■ Input records:
=====

#[cfg(unix)]
impl ProcessTerminal {
    pub fn new() -> Self {
        Self {
            stdin_fd: libc::STDIN_FILENO,
            stdout_fd: libc::STDOUT_FILENO,
            original_termios: None,
            input_handler: Arc::new(Mutex::new(None)),
            resize_handler: Arc::new(Mutex::new(None)),
            input_thread: None,
            stop_flag: Arc::new(AtomicBool::new(false)),
            drain_mode: Arc::new(AtomicBool::new(false)),
            last_input_time: Arc::new(AtomicU64::new(now_ms())),
            write_log_path: None,
            write_log_failed: false,
            write_failed: false,
            resize_signal_handle: None,
            resize_thread: None,
        }
    }

    /// Append every terminal write to `path` as well.
    pub fn with_write_log(mut self, path: impl Into<PathBuf>) -> Self {
        self.write_log_path = Some(path.into());
        self
    }

    fn enable_raw_mode(&mut self) -> std::io::Result<()> {
        let original = match self.original_termios {
            Some(original) => original,
            None => {
                let original = get_termios(self.stdin_fd)?;
                self.original_termios = Some(original);
                original
            }
        };
        let mut raw = original;
        unsafe {
            libc::cfmakeraw(&mut raw);
        }
        set_termios(self.stdin_fd, &raw)
    }

    fn restore_raw_mode(&mut self) -> std::io::Result<()> {
        if let Some(original) = self.original_termios.take() {
            set_termios(self.stdin_fd, &original)?;
        }
        Ok(())
    }

    fn start_input_thread(&mut self) {
        let stdin_fd = self.stdin_fd;
        let input_handler = Arc::clone(&self.input_handler);
        let stop_flag = Arc::clone(&self.stop_flag);
        let drain_mode = Arc::clone(&self.drain_mode);
        let last_input_time = Arc::clone(&self.last_input_time);

        self.input_thread = Some(thread::spawn(move || {
            let mut buffer = [0u8; 4096];
            while !stop_flag.load(Ordering::SeqCst) {
                if !poll_readable(stdin_fd, INPUT_POLL_MS) {
                    continue;
                }
                let read_len =
                    unsafe { libc::read(stdin_fd, buffer.as_mut_ptr() as *mut _, buffer.len()) };
                if read_len == 0 {
                    tracing::debug!(target: "chatline::terminal", "input reached end of file");
                    break;
                }
                if read_len < 0 {
                    let err = std::io::Error::last_os_error();
                    if matches!(
                        err.kind(),
                        std::io::ErrorKind::Interrupted | std::io::ErrorKind::WouldBlock
                    ) {
                        continue;
                    }
                    tracing::warn!(target: "chatline::terminal", error = %err, "input read failed");
                    break;
                }

                last_input_time.store(now_ms(), Ordering::SeqCst);
                if drain_mode.load(Ordering::SeqCst) {
                    continue;
                }
                let chunk = buffer[..read_len as usize].to_vec();
                if let Some(handler) = lock(&input_handler).as_mut() {
                    handler(chunk);
                }
            }
        }));
    }

    fn stop_input_thread(&mut self) {
        self.stop_flag.store(true, Ordering::SeqCst);
        if let Some(handle) = self.input_thread.take() {
            let _ = handle.join();
        }
    }

    fn start_resize_thread(&mut self) -> std::io::Result<()> {
        let mut signals = Signals::new([libc::SIGWINCH])?;
        let handle = signals.handle();
        let resize_handler = Arc::clone(&self.resize_handler);

        let thread = thread::spawn(move || {
            for _ in signals.forever() {
                if let Some(handler) = lock(&resize_handler).as_mut() {
                    handler();
                }
            }
        });

        self.resize_signal_handle = Some(handle);
        self.resize_thread = Some(thread);
        Ok(())
    }

    fn stop_resize_thread(&mut self) {
        if let Some(handle) = self.resize_signal_handle.take() {
            handle.close();
        }
        if let Some(thread) = self.resize_thread.take() {
            let _ = thread.join();
        }
    }

    fn clear_handlers(&self) {
        *lock(&self.input_handler) = None;
        *lock(&self.resize_handler) = None;
    }

    fn append_write_log(&mut self, data: &str) {
        if self.write_log_failed {
            return;
        }
        let Some(path) = self.write_log_path.as_ref() else {
            return;
        };
        let result = OpenOptions::new()
            .create(true)
            .append(true)
            .open(path)
            .and_then(|mut file| file.write_all(data.as_bytes()));
        if let Err(err) = result {
            tracing::warn!(
                target: "chatline::terminal",
                path = %path.display(),
                error = %err,
                "disabling write log"
            );
            self.write_log_failed = true;
        }
    }
}
//! Raw terminal byte chunks to [`KeyEvent`]s.
//!
//! The terminal may fuse several keystrokes into one read under load, and a read of
//! several printable bytes is indistinguishable from a paste. The decoder resolves this
//! with a chunk-level heuristic:
//!
//! - one byte: a single key (control code, printable character, or escape lead);
//! - only DEL bytes: one `Backspace` carrying the byte count (some terminal/runtime
//!   combinations coalesce rapid backspace presses this way);
//! - only printable bytes / UTF-8: one atomic `Character` run (paste);
//! - anything else: split in order into escape sequences, control bytes and text runs.
//!
//! Bracketed paste (`ESC[200~ .. ESC[201~`) is honored even when it spans reads.
//! An escape sequence cut off at the end of a read is held and joined to the next read;
//! if nothing arrives before the escape timeout, a lone `ESC` becomes `Escape` and any
//! other unfinished tail is dropped. Unrecognized sequences and invalid UTF-8 are dropped,
//! never inserted.

use std::time::{Duration, Instant};

use crate::core::key::KeyEvent;

const ESC: u8 = 0x1b;
const DEL: u8 = 0x7f;
const BS: u8 = 0x08;
const PASTE_START: &[u8] = b"\x1b[200~";
const PASTE_END: &[u8] = b"\x1b[201~";
const PASTE_TAB: &str = "    ";
/// How long an unfinished escape tail waits for the rest of its bytes.
pub const ESCAPE_TIMEOUT: Duration = Duration::from_millis(10);
/// Unfinished CSI tails longer than this are garbage, not a split sequence.
const MAX_PENDING_ESCAPE: usize = 32;

#[derive(Debug, Default)]
pub struct KeyDecoder {
    paste: Option<Vec<u8>>,
    pending: Vec<u8>,
    flush_deadline: Option<Instant>,
}

enum EscapeScan {
    /// Bytes consumed and the decoded key, if recognized.
    Complete(usize, Option<KeyEvent>),
    /// The sequence continues in a later read.
    Incomplete,
}

impl KeyDecoder {
    pub fn new() -> Self {
        Self::default()
    }

    /// Whether a bracketed paste is open and waiting for its terminator.
    pub fn is_pasting(&self) -> bool {
        self.paste.is_some()
    }

    /// Whether an unfinished escape tail is waiting for more bytes.
    pub fn has_pending(&self) -> bool {
        !self.pending.is_empty()
    }

    /// Time left before [`KeyDecoder::flush_due`] resolves the pending tail.
    pub fn next_timeout(&self, now: Instant) -> Option<Duration> {
        self.flush_deadline
            .map(|deadline| deadline.saturating_duration_since(now))
    }

    /// Resolve the pending tail once its deadline has passed.
    pub fn flush_due(&mut self, now: Instant) -> Vec<KeyEvent> {
        match self.flush_deadline {
            Some(deadline) if now >= deadline => self.flush(),
            _ => Vec::new(),
        }
    }

    /// Resolve the pending tail now: a lone `ESC` is `Escape`, anything else is dropped.
    pub fn flush(&mut self) -> Vec<KeyEvent> {
        self.flush_deadline = None;
        let pending = std::mem::take(&mut self.pending);
        if pending == [ESC] {
            return vec![KeyEvent::Escape];
        }
        if !pending.is_empty() {
            tracing::trace!(sequence = ?pending, "dropping unfinished escape sequence");
        }
        Vec::new()
    }

    /// Discard any partially received paste or escape sequence.
    pub fn reset(&mut self) {
        self.paste = None;
        self.pending.clear();
        self.flush_deadline = None;
    }

    pub fn decode(&mut self, chunk: &[u8]) -> Vec<KeyEvent> {
        let mut events = Vec::new();
        self.decode_into(chunk, &mut events);
        events
    }

    fn decode_into(&mut self, chunk: &[u8], events: &mut Vec<KeyEvent>) {
        if chunk.is_empty() {
            return;
        }

        if self.paste.is_some() {
            self.continue_paste(chunk, events);
            return;
        }

        if !self.pending.is_empty() {
            let mut joined = std::mem::take(&mut self.pending);
            self.flush_deadline = None;
            joined.extend_from_slice(chunk);
            self.decode_fused(&joined, events);
            return;
        }

        if chunk.len() == 1 && chunk[0] != ESC {
            events.extend(decode_byte(chunk[0]));
            return;
        }

        if chunk.iter().all(|&byte| byte == DEL) {
            tracing::debug!(count = chunk.len(), "coalesced backspace burst");
            events.push(KeyEvent::Backspace { count: chunk.len() });
            return;
        }

        if is_printable_run(chunk) {
            events.extend(decode_text(chunk).map(KeyEvent::Character));
            return;
        }

        self.decode_fused(chunk, events);
    }

    fn decode_fused(&mut self, chunk: &[u8], events: &mut Vec<KeyEvent>) {
        let mut pos = 0;
        while pos < chunk.len() {
            let rest = &chunk[pos..];
            let byte = rest[0];

            if byte == ESC {
                if rest.starts_with(PASTE_START) {
                    self.paste = Some(Vec::new());
                    self.continue_paste(&rest[PASTE_START.len()..], events);
                    return;
                }
                match decode_escape(rest) {
                    EscapeScan::Complete(consumed, event) => {
                        events.extend(event);
                        pos += consumed;
                    }
                    EscapeScan::Incomplete => {
                        self.pending = rest.to_vec();
                        self.flush_deadline = Some(Instant::now() + ESCAPE_TIMEOUT);
                        return;
                    }
                }
                continue;
            }

            if byte == DEL || byte == BS {
                let count = rest
                    .iter()
                    .take_while(|&&b| b == DEL || b == BS)
                    .count();
                events.push(KeyEvent::Backspace { count });
                pos += count;
                continue;
            }

            if byte < 0x20 {
                events.extend(decode_byte(byte));
                pos += 1;
                continue;
            }

            let run = rest
                .iter()
                .take_while(|&&b| b >= 0x20 && b != DEL)
                .count();
            events.extend(decode_text(&rest[..run]).map(KeyEvent::Character));
            pos += run;
        }
    }

    fn continue_paste(&mut self, data: &[u8], events: &mut Vec<KeyEvent>) {
        let buffer = self.paste.get_or_insert_with(Vec::new);
        buffer.extend_from_slice(data);

        let Some(end) = find(buffer, PASTE_END) else {
            return;
        };

        let buffer = self.paste.take().unwrap_or_default();
        let (content, rest) = buffer.split_at(end);
        events.extend(clean_paste(content).map(KeyEvent::Character));
        self.decode_into(&rest[PASTE_END.len()..], events);
    }
}

fn decode_byte(byte: u8) -> Option<KeyEvent> {
    match byte {
        b'\r' | b'\n' => Some(KeyEvent::Return),
        DEL | BS => Some(KeyEvent::backspace()),
        ESC => Some(KeyEvent::Escape),
        1..=26 => Some(KeyEvent::Control((b'a' + byte - 1) as char)),
        0x20..=0x7e => Some(KeyEvent::Character((byte as char).to_string())),
        _ => {
            tracing::trace!(byte, "dropping unmapped byte");
            None
        }
    }
}

/// Decode one escape-led sequence at the start of `seq`.
fn decode_escape(seq: &[u8]) -> EscapeScan {
    debug_assert_eq!(seq.first(), Some(&ESC));

    match seq.get(1) {
        None => EscapeScan::Incomplete,
        Some(&ESC) => EscapeScan::Complete(1, Some(KeyEvent::Escape)),
        Some(b'[') => decode_csi(seq),
        Some(b'O') => match seq.get(2) {
            Some(&final_byte) => EscapeScan::Complete(3, decode_ss3(final_byte)),
            None => EscapeScan::Incomplete,
        },
        Some(_) => {
            tracing::trace!(sequence = ?&seq[..2], "dropping unrecognized escape pair");
            EscapeScan::Complete(2, None)
        }
    }
}

fn decode_csi(seq: &[u8]) -> EscapeScan {
    let mut idx = 2;
    while idx < seq.len() && (0x30..=0x3f).contains(&seq[idx]) {
        idx += 1;
    }
    let params_end = idx;
    while idx < seq.len() && (0x20..=0x2f).contains(&seq[idx]) {
        idx += 1;
    }

    let Some(&final_byte) = seq.get(idx) else {
        if seq.len() > MAX_PENDING_ESCAPE {
            tracing::trace!(sequence = ?seq, "dropping overlong CSI sequence");
            return EscapeScan::Complete(seq.len(), None);
        }
        return EscapeScan::Incomplete;
    };
    if !(0x40..=0x7e).contains(&final_byte) {
        tracing::trace!(sequence = ?&seq[..idx], "dropping malformed CSI sequence");
        return EscapeScan::Complete(idx, None);
    }

    // Parameter bytes are ASCII by construction.
    let params = std::str::from_utf8(&seq[2..params_end]).unwrap_or("");
    let event = map_csi(params, final_byte);
    if event.is_none() {
        tracing::trace!(sequence = ?&seq[..=idx], "dropping unrecognized CSI sequence");
    }
    EscapeScan::Complete(idx + 1, event)
}

fn map_csi(params: &str, final_byte: u8) -> Option<KeyEvent> {
    let plain = params.is_empty() || params == "1";
    match final_byte {
        b'A' if plain => Some(KeyEvent::ArrowUp),
        b'B' if plain => Some(KeyEvent::ArrowDown),
        b'C' if plain => Some(KeyEvent::ArrowRight),
        b'D' if plain => Some(KeyEvent::ArrowLeft),
        b'H' if plain => Some(KeyEvent::Home),
        b'F' if plain => Some(KeyEvent::End),
        b'Z' if params.is_empty() => Some(KeyEvent::ShiftTab),
        b'~' => match params {
            "1" | "7" => Some(KeyEvent::Home),
            "4" | "8" => Some(KeyEvent::End),
            "3" => Some(KeyEvent::Delete),
            _ => None,
        },
        b'R' => {
            let (row, col) = params.split_once(';')?;
            Some(KeyEvent::CursorReport {
                row: row.parse().ok()?,
                col: col.parse().ok()?,
            })
        }
        _ => None,
    }
}

fn decode_ss3(final_byte: u8) -> Option<KeyEvent> {
    match final_byte {
        b'A' => Some(KeyEvent::ArrowUp),
        b'B' => Some(KeyEvent::ArrowDown),
        b'C' => Some(KeyEvent::ArrowRight),
        b'D' => Some(KeyEvent::ArrowLeft),
        b'H' => Some(KeyEvent::Home),
        b'F' => Some(KeyEvent::End),
        _ => {
            tracing::trace!(final_byte, "dropping unrecognized SS3 sequence");
            None
        }
    }
}

fn is_printable_run(bytes: &[u8]) -> bool {
    bytes
        .iter()
        .all(|&byte| (0x20..=0x7e).contains(&byte) || byte >= 0x80)
}

/// Valid UTF-8 portions of `bytes`; `None` when nothing valid remains.
fn decode_text(bytes: &[u8]) -> Option<String> {
    let mut text = String::with_capacity(bytes.len());
    for chunk in bytes.utf8_chunks() {
        text.push_str(chunk.valid());
        if !chunk.invalid().is_empty() {
            tracing::trace!(invalid = ?chunk.invalid(), "dropping invalid UTF-8");
        }
    }
    (!text.is_empty()).then_some(text)
}

/// Pasted text for a single-line editor: line breaks removed, tabs expanded,
/// other control characters dropped.
fn clean_paste(bytes: &[u8]) -> Option<String> {
    let raw = decode_text(bytes)?;
    let mut cleaned = String::with_capacity(raw.len());
    for ch in raw.chars() {
        match ch {
            '\r' | '\n' => {}
            '\t' => cleaned.push_str(PASTE_TAB),
            ch if ch.is_control() => {}
            ch => cleaned.push(ch),
        }
    }
    (!cleaned.is_empty()).then_some(cleaned)
}

fn find(haystack: &[u8], needle: &[u8]) -> Option<usize> {
    haystack
        .windows(needle.len())
        .position(|window| window == needle)
}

=====

■ Task: Wherever the line holding "if byte == ESC" falls in the entries above, copy exactly from it through the line holding "EscapeScan::Complete(consumed, event) =>", inclusive, and add nothing.

■ Result of this exercise:
            if byte == ESC {
                if rest.starts_with(PASTE_START) {
                    self.paste = Some(Vec::new());
                    self.continue_paste(&rest[PASTE_START.len()..], events);
                    return;
                }
                match decode_escape(rest) {
                    EscapeScan::Complete(consumed, event) => {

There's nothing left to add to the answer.